Introduction: Neuroleptic malignant syndrome (NMS) is a rare and unpredictable adverse reaction associated with the use of first-generation and second-generation antipsychotics. Atypical antipsychotics may create atypical forms of NMS due to their different pharmacological characteristics. Decreased dopaminergic tone in the brain is coincided with a dysregulation of autonomic nervous system in this syndrome. This paper reports on an NMS case, in which current views and symptoms that occurred during the course of the disease were rare symptoms that are not usually found in NMS. Case Presentation: The patient was a 43-year-old male with schizoaffective disorder under treatment with clozapine and risperidone. He had lead pipe muscle rigidity, stupor, fever and autonomic dysfunction, increased levels of creatinine phosphokinase, leukocytosis, and microglobulina. Levenson’s criteria is widely accepted for diagnosis of NMS. Six days after admission to the psychosomatic ward, the patient had ileus.

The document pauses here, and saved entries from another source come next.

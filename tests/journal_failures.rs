use std::sync::{
    Arc,
    atomic::{AtomicUsize, Ordering},
};

use confcentral::{
    config::RetryPolicy,
    core::store::{ConferenceStore, StoreSnapshotV1},
    engine::{
        registration::RegistrationEngine,
        traits::{Datastore, DatastoreError},
    },
    event::EventDraft,
    op::StoredOp,
    persist::{JournalSink, PersistError, PersistResult, sqlite::SqliteJournal},
    runtime::handle::{RuntimeConfig, RuntimeError, spawn_conference},
    types::{OpSeq, Principal, RecordKey},
};

/// SQLite journal whose first `fail_appends` appends are refused.
struct FlakyJournal {
    inner: SqliteJournal,
    fail_appends: usize,
    appends: Arc<AtomicUsize>,
}

impl JournalSink for FlakyJournal {
    fn append_ops(&mut self, ops: &[StoredOp]) -> PersistResult<OpSeq> {
        if self.appends.fetch_add(1, Ordering::SeqCst) < self.fail_appends {
            return Err(PersistError::Message("disk full".to_string()));
        }
        self.inner.append_ops(ops)
    }

    fn flush(&mut self) -> PersistResult<()> {
        self.inner.flush()
    }

    fn write_snapshot(&mut self, snapshot: &StoreSnapshotV1, last_seq: OpSeq) -> PersistResult<()> {
        self.inner.write_snapshot(snapshot, last_seq)
    }

    fn compact_through(&mut self, seq: OpSeq) -> PersistResult<usize> {
        self.inner.compact_through(seq)
    }
}

/// Writes only when asked to flush.
fn buffered() -> RuntimeConfig {
    RuntimeConfig {
        flush_on_commit: false,
        batch_max_ops: 1024,
        batch_max_latency_ms: 60_000,
        snapshot_every_ops: 0,
        ..RuntimeConfig::default()
    }
}

fn principal(id: &str) -> Principal {
    Principal::new(id, format!("{id}@example.com"))
}

#[tokio::test]
async fn failed_append_is_kept_and_retried_on_the_next_flush() {
    let dir = tempfile::tempdir().expect("tempdir");
    let path = dir.path().join("journal.db");
    let appends = Arc::new(AtomicUsize::new(0));
    let journal = FlakyJournal {
        inner: SqliteJournal::open(&path).expect("open"),
        fail_appends: 1,
        appends: Arc::clone(&appends),
    };

    let handle = spawn_conference(ConferenceStore::new(), Some(Box::new(journal)), buffered());
    let event = handle
        .insert_event(&"org".to_string(), EventDraft::new("Retried", 10))
        .await
        .expect("insert");
    let engine = RegistrationEngine::new(handle.clone(), RetryPolicy::default());
    assert_eq!(engine.set_registration(&principal("a"), &event.key, true).await, Ok(true));

    let err = handle.flush().await.unwrap_err();
    assert!(matches!(err, RuntimeError::Persist(PersistError::Message(_))));
    assert!(handle.journal_failure().is_some());

    let refused = handle
        .insert_event(&"org".to_string(), EventDraft::new("Refused", 10))
        .await;
    assert!(matches!(refused, Err(DatastoreError::Unavailable(_))));
    assert_eq!(handle.snapshot().expect("snapshot").events.len(), 1);

    assert_eq!(handle.flush().await.expect("retry"), 2);
    assert_eq!(handle.journal_failure(), None);
    assert_eq!(appends.load(Ordering::SeqCst), 2);
    handle
        .insert_event(&"org".to_string(), EventDraft::new("Accepted", 10))
        .await
        .expect("accepted after recovery");
    handle.shutdown().await.expect("shutdown");

    let reopened = SqliteJournal::open(&path).expect("reopen");
    let restored = reopened.load_store().expect("load");
    assert_eq!(restored.latest_op_seq(), 3);
    assert_eq!(restored.get_event(&event.key).expect("event").record.seats_available, 9);
    let attendee = restored.get_user("a").expect("attendee");
    assert_eq!(attendee.record.attending, vec![event.key.clone()]);
    assert_eq!(
        reopened.record_history(&RecordKey::Event(event.key)).expect("history"),
        vec![(1, 1), (2, 2)]
    );
}

#[tokio::test]
async fn broken_journal_refuses_mutations_and_fails_shutdown() {
    let journal = FlakyJournal {
        inner: SqliteJournal::open_in_memory().expect("open"),
        fail_appends: usize::MAX,
        appends: Arc::new(AtomicUsize::new(0)),
    };
    let handle = spawn_conference(ConferenceStore::new(), Some(Box::new(journal)), RuntimeConfig::default());

    handle
        .insert_event(&"org".to_string(), EventDraft::new("Accepted", 10))
        .await
        .expect("first op is accepted before the write fails");
    assert!(matches!(handle.flush().await, Err(RuntimeError::Persist(_))));

    let refused = handle.ensure_user(&principal("org")).await;
    assert!(matches!(refused, Err(DatastoreError::Unavailable(_))));
    assert_eq!(handle.get_user(&"org".to_string()).await, Ok(None));
    assert!(handle.journal_failure().is_some_and(|reason| reason.contains("disk full")));

    assert!(handle.shutdown().await.is_err());
}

Due to lack of response to neomycin and GI rest and embedding NG tube, the patient underwent therapeutic sigmoidoscopy and colonoscopy for decompression. Conclusions: Diagnosis of NMS is largely based on clinical history and the presence of specific clinical symptoms. Antipsychotics polypharmacy increases the NMS risk. Mechanisms underlying the development of ileus in the patient are speculative and multifactorial. Paralytic ileus can be one of the autonomic dysfunctions in NMS. Furthermore, NMS is categorized in differential diagnosis of acute abdomen caused by the pseudo-obstruction. All physicians should be aware of this possibility when faced with patients under treatment with neuroleptics.